#### Supplied information

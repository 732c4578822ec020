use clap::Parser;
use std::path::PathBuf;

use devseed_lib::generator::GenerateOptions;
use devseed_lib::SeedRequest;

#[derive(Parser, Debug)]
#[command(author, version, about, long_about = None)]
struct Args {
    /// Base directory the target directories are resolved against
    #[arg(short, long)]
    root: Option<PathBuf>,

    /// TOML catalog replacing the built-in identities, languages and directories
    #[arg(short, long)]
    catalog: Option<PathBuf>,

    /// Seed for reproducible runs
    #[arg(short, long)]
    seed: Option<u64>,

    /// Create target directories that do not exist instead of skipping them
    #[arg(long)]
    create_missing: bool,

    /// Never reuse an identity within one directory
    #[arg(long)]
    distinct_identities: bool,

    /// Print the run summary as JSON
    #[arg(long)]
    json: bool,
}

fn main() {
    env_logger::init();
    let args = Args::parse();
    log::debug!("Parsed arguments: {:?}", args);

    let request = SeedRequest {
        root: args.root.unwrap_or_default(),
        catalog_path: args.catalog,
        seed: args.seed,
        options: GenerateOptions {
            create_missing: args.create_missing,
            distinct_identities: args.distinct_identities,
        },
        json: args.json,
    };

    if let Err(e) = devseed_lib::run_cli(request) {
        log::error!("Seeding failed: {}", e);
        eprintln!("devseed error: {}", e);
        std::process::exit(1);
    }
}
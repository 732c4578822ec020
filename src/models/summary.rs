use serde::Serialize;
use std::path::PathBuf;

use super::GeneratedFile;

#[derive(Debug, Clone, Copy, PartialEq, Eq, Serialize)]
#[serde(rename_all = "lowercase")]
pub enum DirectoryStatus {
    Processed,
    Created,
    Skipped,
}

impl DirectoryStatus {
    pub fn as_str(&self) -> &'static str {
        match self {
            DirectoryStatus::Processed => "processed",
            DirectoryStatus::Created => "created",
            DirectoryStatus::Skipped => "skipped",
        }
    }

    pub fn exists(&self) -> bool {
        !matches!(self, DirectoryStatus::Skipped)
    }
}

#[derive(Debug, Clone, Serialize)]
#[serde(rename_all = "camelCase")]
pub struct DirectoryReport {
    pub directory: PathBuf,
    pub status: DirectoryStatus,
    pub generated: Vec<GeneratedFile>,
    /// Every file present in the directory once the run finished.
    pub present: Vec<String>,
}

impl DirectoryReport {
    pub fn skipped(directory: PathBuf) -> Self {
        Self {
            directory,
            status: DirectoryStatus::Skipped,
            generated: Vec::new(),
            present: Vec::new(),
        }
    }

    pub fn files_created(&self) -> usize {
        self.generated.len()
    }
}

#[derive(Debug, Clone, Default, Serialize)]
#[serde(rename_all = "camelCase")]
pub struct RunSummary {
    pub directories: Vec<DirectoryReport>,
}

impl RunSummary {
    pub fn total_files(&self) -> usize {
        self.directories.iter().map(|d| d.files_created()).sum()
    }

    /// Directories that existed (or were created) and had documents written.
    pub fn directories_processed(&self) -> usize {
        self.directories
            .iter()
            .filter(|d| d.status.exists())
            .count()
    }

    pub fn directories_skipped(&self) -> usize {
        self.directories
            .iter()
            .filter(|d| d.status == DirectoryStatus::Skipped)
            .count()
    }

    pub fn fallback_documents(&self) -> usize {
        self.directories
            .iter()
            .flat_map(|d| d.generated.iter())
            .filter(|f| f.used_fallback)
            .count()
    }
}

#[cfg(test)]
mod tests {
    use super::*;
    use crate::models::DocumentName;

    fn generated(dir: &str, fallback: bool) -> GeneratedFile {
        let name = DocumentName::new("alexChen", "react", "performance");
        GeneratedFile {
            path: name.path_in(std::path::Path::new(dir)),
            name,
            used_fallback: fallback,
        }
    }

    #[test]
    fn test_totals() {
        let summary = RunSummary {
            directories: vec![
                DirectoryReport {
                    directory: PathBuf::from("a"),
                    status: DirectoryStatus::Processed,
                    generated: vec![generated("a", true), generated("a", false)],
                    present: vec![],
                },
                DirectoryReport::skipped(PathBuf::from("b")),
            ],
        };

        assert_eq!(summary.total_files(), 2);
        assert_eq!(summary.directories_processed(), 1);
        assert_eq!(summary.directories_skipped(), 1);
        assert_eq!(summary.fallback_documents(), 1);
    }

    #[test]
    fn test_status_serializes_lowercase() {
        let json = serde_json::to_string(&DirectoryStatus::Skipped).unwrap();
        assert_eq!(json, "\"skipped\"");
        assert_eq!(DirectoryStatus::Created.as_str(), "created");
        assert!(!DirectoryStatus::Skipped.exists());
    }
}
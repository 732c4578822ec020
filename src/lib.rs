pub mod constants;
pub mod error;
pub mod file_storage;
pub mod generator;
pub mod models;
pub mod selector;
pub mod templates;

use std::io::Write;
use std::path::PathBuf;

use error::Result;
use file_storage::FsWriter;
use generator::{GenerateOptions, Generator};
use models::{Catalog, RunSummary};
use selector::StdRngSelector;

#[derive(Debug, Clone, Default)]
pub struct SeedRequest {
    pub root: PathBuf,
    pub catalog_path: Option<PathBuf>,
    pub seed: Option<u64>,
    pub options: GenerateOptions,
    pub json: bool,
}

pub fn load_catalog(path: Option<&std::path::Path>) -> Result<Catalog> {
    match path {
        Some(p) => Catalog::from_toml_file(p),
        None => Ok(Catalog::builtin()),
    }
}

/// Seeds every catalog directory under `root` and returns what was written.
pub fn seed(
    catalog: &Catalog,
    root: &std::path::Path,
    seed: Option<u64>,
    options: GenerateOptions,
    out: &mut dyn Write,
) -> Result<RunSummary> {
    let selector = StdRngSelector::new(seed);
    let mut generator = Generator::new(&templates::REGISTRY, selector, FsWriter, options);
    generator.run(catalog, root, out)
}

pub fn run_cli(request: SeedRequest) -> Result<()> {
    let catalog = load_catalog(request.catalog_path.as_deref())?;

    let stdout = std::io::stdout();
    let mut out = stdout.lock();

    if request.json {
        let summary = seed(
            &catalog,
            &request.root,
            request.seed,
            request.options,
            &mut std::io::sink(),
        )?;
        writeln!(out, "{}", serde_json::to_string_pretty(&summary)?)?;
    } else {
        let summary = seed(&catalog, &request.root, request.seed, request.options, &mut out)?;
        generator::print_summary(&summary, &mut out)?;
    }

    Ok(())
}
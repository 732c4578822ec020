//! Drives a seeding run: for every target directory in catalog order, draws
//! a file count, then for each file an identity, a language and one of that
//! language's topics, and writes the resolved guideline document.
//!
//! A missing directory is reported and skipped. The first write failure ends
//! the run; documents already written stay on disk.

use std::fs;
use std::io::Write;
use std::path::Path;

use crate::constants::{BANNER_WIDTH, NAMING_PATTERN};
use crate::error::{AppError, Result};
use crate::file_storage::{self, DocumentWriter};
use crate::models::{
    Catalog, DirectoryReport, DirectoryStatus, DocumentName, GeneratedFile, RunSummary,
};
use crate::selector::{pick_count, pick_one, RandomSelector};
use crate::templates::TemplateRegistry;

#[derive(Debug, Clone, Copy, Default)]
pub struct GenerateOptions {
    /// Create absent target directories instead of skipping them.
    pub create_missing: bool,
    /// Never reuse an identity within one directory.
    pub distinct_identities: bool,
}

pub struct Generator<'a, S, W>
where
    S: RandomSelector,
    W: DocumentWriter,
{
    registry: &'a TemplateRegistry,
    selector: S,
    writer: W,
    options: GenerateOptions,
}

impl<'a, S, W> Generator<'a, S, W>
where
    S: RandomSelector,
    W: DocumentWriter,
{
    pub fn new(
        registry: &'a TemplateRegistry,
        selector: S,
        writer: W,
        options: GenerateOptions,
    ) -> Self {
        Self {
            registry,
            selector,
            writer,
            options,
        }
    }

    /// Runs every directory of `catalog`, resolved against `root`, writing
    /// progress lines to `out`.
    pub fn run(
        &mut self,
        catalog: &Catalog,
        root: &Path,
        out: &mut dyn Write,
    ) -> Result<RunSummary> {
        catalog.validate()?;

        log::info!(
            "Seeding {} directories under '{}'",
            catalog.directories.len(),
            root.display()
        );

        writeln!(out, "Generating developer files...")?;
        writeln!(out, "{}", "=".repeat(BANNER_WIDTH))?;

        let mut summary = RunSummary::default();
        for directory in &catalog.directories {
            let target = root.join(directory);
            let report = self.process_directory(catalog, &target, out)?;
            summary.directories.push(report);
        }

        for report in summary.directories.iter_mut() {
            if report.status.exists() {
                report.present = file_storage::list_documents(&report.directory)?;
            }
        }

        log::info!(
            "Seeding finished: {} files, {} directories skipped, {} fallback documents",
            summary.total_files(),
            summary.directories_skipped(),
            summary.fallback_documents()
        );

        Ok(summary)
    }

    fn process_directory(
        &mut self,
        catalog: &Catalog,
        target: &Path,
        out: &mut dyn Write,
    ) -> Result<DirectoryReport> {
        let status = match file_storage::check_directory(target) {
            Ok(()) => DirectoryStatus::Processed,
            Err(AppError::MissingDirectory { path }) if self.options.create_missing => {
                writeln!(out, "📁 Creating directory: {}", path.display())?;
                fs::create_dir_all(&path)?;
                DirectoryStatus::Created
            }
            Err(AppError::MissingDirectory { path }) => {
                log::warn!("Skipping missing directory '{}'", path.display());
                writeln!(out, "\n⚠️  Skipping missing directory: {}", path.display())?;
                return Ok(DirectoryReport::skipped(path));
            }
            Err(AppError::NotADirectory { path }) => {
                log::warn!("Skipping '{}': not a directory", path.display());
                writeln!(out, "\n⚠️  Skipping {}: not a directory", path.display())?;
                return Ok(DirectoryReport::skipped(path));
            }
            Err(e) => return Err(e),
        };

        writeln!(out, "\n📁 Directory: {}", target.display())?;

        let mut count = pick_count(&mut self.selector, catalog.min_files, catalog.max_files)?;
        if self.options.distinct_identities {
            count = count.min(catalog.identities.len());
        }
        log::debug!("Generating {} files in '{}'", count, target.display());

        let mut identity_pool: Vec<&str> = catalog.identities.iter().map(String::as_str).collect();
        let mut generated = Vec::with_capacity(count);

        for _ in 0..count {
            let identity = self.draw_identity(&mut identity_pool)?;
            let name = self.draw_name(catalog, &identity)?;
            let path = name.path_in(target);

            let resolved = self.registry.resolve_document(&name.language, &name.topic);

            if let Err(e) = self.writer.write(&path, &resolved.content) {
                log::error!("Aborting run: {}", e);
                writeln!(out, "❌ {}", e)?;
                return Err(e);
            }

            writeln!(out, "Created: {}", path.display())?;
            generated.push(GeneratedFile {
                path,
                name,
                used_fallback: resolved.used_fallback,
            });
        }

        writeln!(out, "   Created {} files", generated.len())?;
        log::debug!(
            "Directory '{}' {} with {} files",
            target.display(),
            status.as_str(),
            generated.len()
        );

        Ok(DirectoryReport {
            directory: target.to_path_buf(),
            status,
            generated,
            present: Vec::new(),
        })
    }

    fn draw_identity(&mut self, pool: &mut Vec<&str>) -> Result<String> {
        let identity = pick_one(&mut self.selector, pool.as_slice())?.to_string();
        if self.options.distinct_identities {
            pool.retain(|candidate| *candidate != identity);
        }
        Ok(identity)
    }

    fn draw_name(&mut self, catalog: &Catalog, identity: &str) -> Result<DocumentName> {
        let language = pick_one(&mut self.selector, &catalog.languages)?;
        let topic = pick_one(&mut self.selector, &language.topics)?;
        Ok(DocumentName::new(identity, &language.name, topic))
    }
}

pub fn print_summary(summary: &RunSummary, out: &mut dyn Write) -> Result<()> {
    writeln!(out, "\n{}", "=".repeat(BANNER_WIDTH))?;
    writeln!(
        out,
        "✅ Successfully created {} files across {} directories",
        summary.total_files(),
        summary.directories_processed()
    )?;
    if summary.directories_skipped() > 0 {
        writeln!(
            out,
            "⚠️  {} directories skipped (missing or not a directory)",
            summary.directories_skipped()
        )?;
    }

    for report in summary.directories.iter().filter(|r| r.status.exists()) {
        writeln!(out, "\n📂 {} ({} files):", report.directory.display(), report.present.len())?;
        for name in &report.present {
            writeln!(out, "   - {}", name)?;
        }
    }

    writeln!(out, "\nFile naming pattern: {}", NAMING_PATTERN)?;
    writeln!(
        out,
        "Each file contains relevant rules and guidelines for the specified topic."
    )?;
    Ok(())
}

########

Task brief: Report all lines of the data above that include the string "derive".

Task answer:
#[derive(Parser, Debug)]
#[derive(Debug, Clone, Copy, PartialEq, Eq, Serialize)]
#[derive(Debug, Clone, Serialize)]
#[derive(Debug, Clone, Default, Serialize)]
#[derive(Debug, Clone, Default)]
#[derive(Debug, Clone, Copy, Default)]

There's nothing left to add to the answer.